Two problems immediately presented themselves as the show evolved: the size of one performer and masks.

Timon, the meerkat, is a very small animal, but is played by Jarrison Bolan, who is almost 6 feet tall.

"In the Broadway show, the entire character is a puppet held by a performer, so the focus is the puppet. But I didn't want that. I wanted to see Jarrison, not a puppet. Becky took that challenge and came up with something fun and unique that we are very proud of," Leigh said.

And then there are the masks.

"The Lion King" is known for its masks, but a lucky encounter this summer helped OCCT overcome that potential problem.

"I met Bridgette Larreau, an amazing artist in Portland, and told her about my production and asked if there was any chance she would be interested and/or available to help me out," Leigh said. "She graciously said yes, and the outcome is phenomenal. Some who have seen the pictures of the more than 40 masks on our website think they were Photoshopped, but they weren't."


As another production begins to take shape, Leigh said there is always one thing that makes a show memorable for her: seeing the young people take chances, trust one another, and step out of their comfort zones.

They "find that inner strength that allows them to cross the line into where the true joy of performing is found," she said. "In this show I have a few kids who have been up and coming for a couple of years. They have evolved and gained confidence, and now they're commanding leading roles and proving why they belong there."

Leigh added that playing animals is not easy and requires thought about physical appearance, stature and voice choice.

"Being bold and daring at an age when one tends to feel judged is not easy," she said. "Knowing that theater offers kids a safe place where they can try things and know they won't be judged, where they can be surrounded by others who are not laughing at them but supporting them and helping them to make the show as great as it can be — that's the magic of a theater family."

Beavercreek Grange

This is OCCT's third production at the Beavercreek Grange, which is smaller than the previous space the group had for nine years.

"But the challenge was taken head-on and we have discovered how much flexibility there is in a space if you just use what you have," Leigh said.

For this production, designers thrust the stage over 20 feet into the audience and also built a pride rock right over the entrance to the hall.

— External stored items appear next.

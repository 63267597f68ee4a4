//! Presentation components.
//!
//! Components turn domain data and store state into view models, which the
//! askama templates render. They never mutate stores directly: the only
//! way out is dispatching an action through the injected [`FluxContext`].
//!
//! - [`ProductListItem`] - one product summary in a listing grid
//! - [`ApplicationShell`] - page chrome bound to the UI state stores
//!
//! [`FluxContext`]: crate::flux::FluxContext

mod application;
mod product_list_item;

pub use application::{
    ApplicationShell, MenuEntry, NotificationView, SUBSCRIBED_STORES, ShellState, ShellView,
    content_class, overlay_class,
};
pub use product_list_item::{ImageSource, PriceView, ProductListItem, ProductListItemView};

use thiserror::Error;
use vitrine_core::{CollectionId, Locale, LocalizedText, NavigationCollection, ProductId, slugify};

use crate::flux::FluxError;
use crate::i18n::IntlContext;

/// Errors raised while deriving or rendering views.
#[derive(Debug, Error)]
pub enum ViewError {
    /// A localized field has no entry for the active locale. Reported, then
    /// rendered as an empty label.
    #[error("{entity} {id} has no name for locale {locale}")]
    MissingLocalization {
        entity: &'static str,
        id: String,
        locale: Locale,
    },

    /// The component could not read the stores it subscribes to.
    #[error("store subscription failed: {0}")]
    Subscription(#[from] FluxError),

    /// Template rendering failed.
    #[error("template rendering failed: {0}")]
    Render(#[from] askama::Error),
}

/// A localized label and whether the translation was missing.
#[derive(Debug, Clone, PartialEq, Eq)]
pub(crate) struct Label {
    pub text: String,
    pub missing: bool,
}

/// Resolve a localized name, reporting a missing translation.
pub(crate) fn localize(
    text: &LocalizedText,
    intl: &IntlContext,
    entity: &'static str,
    id: &str,
) -> Label {
    text.get(intl.locale()).map_or_else(
        || {
            let error = ViewError::MissingLocalization {
                entity,
                id: id.to_string(),
                locale: intl.locale().clone(),
            };
            tracing::warn!(%error, "rendering empty label");
            Label {
                text: String::new(),
                missing: true,
            }
        },
        |name| Label {
            text: name.to_string(),
            missing: false,
        },
    )
}

/// Path of an entity page under `/{locale}/{section}/{id}`.
///
/// An empty slug leaves the slug segment out, so a name missing in the
/// locale still yields a routable URL.
#[must_use]
pub fn entity_path(locale: &str, section: &str, id: &str, slug: &str) -> String {
    if slug.is_empty() {
        format!("/{locale}/{section}/{id}")
    } else {
        format!("/{locale}/{section}/{id}/{slug}")
    }
}

/// Link target of a product page.
#[must_use]
pub fn product_path(locale: &Locale, id: &ProductId, name: &str) -> String {
    entity_path(locale.as_str(), "products", id.as_str(), &slugify(name))
}

/// Link target of a collection page.
#[must_use]
pub fn collection_path(locale: &Locale, id: &CollectionId, name: &str) -> String {
    entity_path(locale.as_str(), "collections", id.as_str(), &slugify(name))
}

/// A navigation menu entry.
#[derive(Debug, Clone, PartialEq, Eq)]
pub struct NavLink {
    pub label: String,
    pub path: String,
}

/// Map navigation collections to menu entries in the active locale.
#[must_use]
pub fn nav_links(collections: &[NavigationCollection], intl: &IntlContext) -> Vec<NavLink> {
    collections
        .iter()
        .map(|collection| {
            let label = localize(&collection.name, intl, "collection", collection.id.as_str());
            NavLink {
                path: collection_path(intl.locale(), &collection.id, &label.text),
                label: label.text,
            }
        })
        .collect()
}
//! Page rendering: route content wrapped in the application shell.
//!
//! Every render builds its own [`FluxContext`], hydrates it from the catalog,
//! applies the request's UI intents, mounts the [`ApplicationShell`] and
//! renders the route content. Nothing here is `Send`; callers render
//! synchronously and only hand the finished [`Document`] across await points.

use askama::Template;
use askama_web::WebTemplate;
use vitrine_core::{Drawer, Locale, NavigationCollection, Product};

use crate::assets::{AssetResolver, STATIC_PREFIX, StaticAssets};
use crate::catalog::Catalog;
use crate::components::{
    ApplicationShell, ProductListItem, ProductListItemView, ShellView, ViewError, localize,
};
use crate::filters;
use crate::flux::{Action, FluxContext, FluxError};
use crate::i18n::IntlContext;
use crate::state::AppState;

/// The content a route renders inside the shell.
#[derive(Debug, Clone, Copy)]
pub enum Page<'a> {
    /// Every product in the catalog.
    Home,
    Collection(&'a NavigationCollection),
    Product(&'a Product),
    NotFound,
}

/// A full HTML page.
#[derive(Debug, Template, WebTemplate)]
#[template(path = "application.html")]
pub struct Document {
    pub title: String,
    pub brand: String,
    /// Path of the page without query, used for drawer and dismiss links.
    pub current_path: String,
    pub stylesheets: Vec<String>,
    pub shell: ShellView,
    pub content: String,
}

#[derive(Template)]
#[template(path = "pages/home.html")]
struct HomeTemplate<'a> {
    items: &'a [String],
}

#[derive(Template)]
#[template(path = "pages/collection.html")]
struct CollectionTemplate<'a> {
    title: &'a str,
    items: &'a [String],
}

#[derive(Template)]
#[template(path = "pages/product.html")]
struct ProductTemplate<'a> {
    item: &'a ProductListItemView,
    images: &'a [String],
}

#[derive(Template)]
#[template(path = "pages/not_found.html")]
struct NotFoundTemplate<'a> {
    home: &'a str,
}

struct Content {
    title: Option<String>,
    html: String,
}

/// What a request asks to render.
#[derive(Debug, Clone)]
pub struct RenderRequest<'a> {
    pub page: Page<'a>,
    pub locale: Locale,
    pub path: String,
    /// Drawer opened before the shell mounts.
    pub drawer: Option<Drawer>,
}

/// Render a page inside the application shell.
///
/// # Errors
///
/// Returns a [`ViewError`] if the stores refuse the initial actions or a
/// template fails to render.
pub fn render_document(
    state: &AppState,
    request: RenderRequest<'_>,
) -> Result<Document, ViewError> {
    let config = state.config();
    let context = FluxContext::new();
    context.batch(|context| {
        state.catalog().hydrate(context)?;
        if let Some(drawer) = request.drawer {
            context.dispatch(Action::TriggerDrawer(Some(drawer)))?;
        }
        Ok::<_, FluxError>(())
    })?;

    let assets = StaticAssets::new(STATIC_PREFIX, &config.placeholder_image);
    let shell = ApplicationShell::mount(&context, IntlContext::new(request.locale), &assets)?;
    let content = render_content(request.page, state.catalog(), shell.intl(), &assets)?;
    let shell = shell.view()?;

    let title = content.title.filter(|title| !title.is_empty()).map_or_else(
        || config.brand.clone(),
        |title| format!("{title} | {}", config.brand),
    );

    Ok(Document {
        title,
        brand: config.brand.clone(),
        current_path: request.path,
        stylesheets: assets.stylesheets(),
        shell,
        content: content.html,
    })
}

fn render_content(
    page: Page<'_>,
    catalog: &Catalog,
    intl: &IntlContext,
    assets: &dyn AssetResolver,
) -> Result<Content, ViewError> {
    match page {
        Page::Home => {
            let items = render_items(catalog.products().iter(), intl, assets)?;
            Ok(Content {
                title: None,
                html: HomeTemplate { items: &items }.render()?,
            })
        }
        Page::Collection(collection) => {
            let title = localize(&collection.name, intl, "collection", collection.id.as_str());
            let items = render_items(catalog.products_in(&collection.id), intl, assets)?;
            Ok(Content {
                html: CollectionTemplate {
                    title: &title.text,
                    items: &items,
                }
                .render()?,
                title: Some(title.text),
            })
        }
        Page::Product(product) => {
            let item = ProductListItem::mount(product.clone(), assets).view(intl);
            let images: Vec<String> = if product.images.is_empty() {
                vec![item.image.url().to_string()]
            } else {
                product
                    .images
                    .iter()
                    .map(|image| image.url.clone())
                    .collect()
            };
            Ok(Content {
                html: ProductTemplate {
                    item: &item,
                    images: &images,
                }
                .render()?,
                title: Some(item.name),
            })
        }
        Page::NotFound => {
            let home = format!("/{}", intl.locale());
            Ok(Content {
                title: Some("Page not found".to_string()),
                html: NotFoundTemplate { home: &home }.render()?,
            })
        }
    }
}

/// Render a grid of product list items.
fn render_items<'a>(
    products: impl Iterator<Item = &'a Product>,
    intl: &IntlContext,
    assets: &dyn AssetResolver,
) -> Result<Vec<String>, ViewError> {
    products
        .map(|product| ProductListItem::mount(product.clone(), assets).render(intl))
        .collect()
}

"The grange is run by the most amazing group of people who've been so overwhelmingly welcoming and thrilled to have us around. They've supported us as we've done our best to give the grange an uplift as far as refinishing the stage floor, painting and cleaning," she said.

"The greatest joy of this move was watching the kids from the show interact with the grange members, who provide the concessions from their kitchen during performances. They stand in the kitchen and have conversations and play simple games. Breaking that generational barrier has made our home even more amazing," Leigh said.

"I'm so proud of this production and what OCCT has done with the challenges that a show like 'Lion King' presents. I am beyond excited to share it with the community."


What: The Oregon City Children's Theatre presents "Lion King Jr."

When: 7 p.m. March 9, 10, 11, 16 and 17, and noon March 18

Where: Beavercreek Grange, 22041 S. Kamrath Road, just outside of Oregon City.

More: Adults $8, children under 12 and seniors $6. For tickets and information, visit Grange members will offer concessions.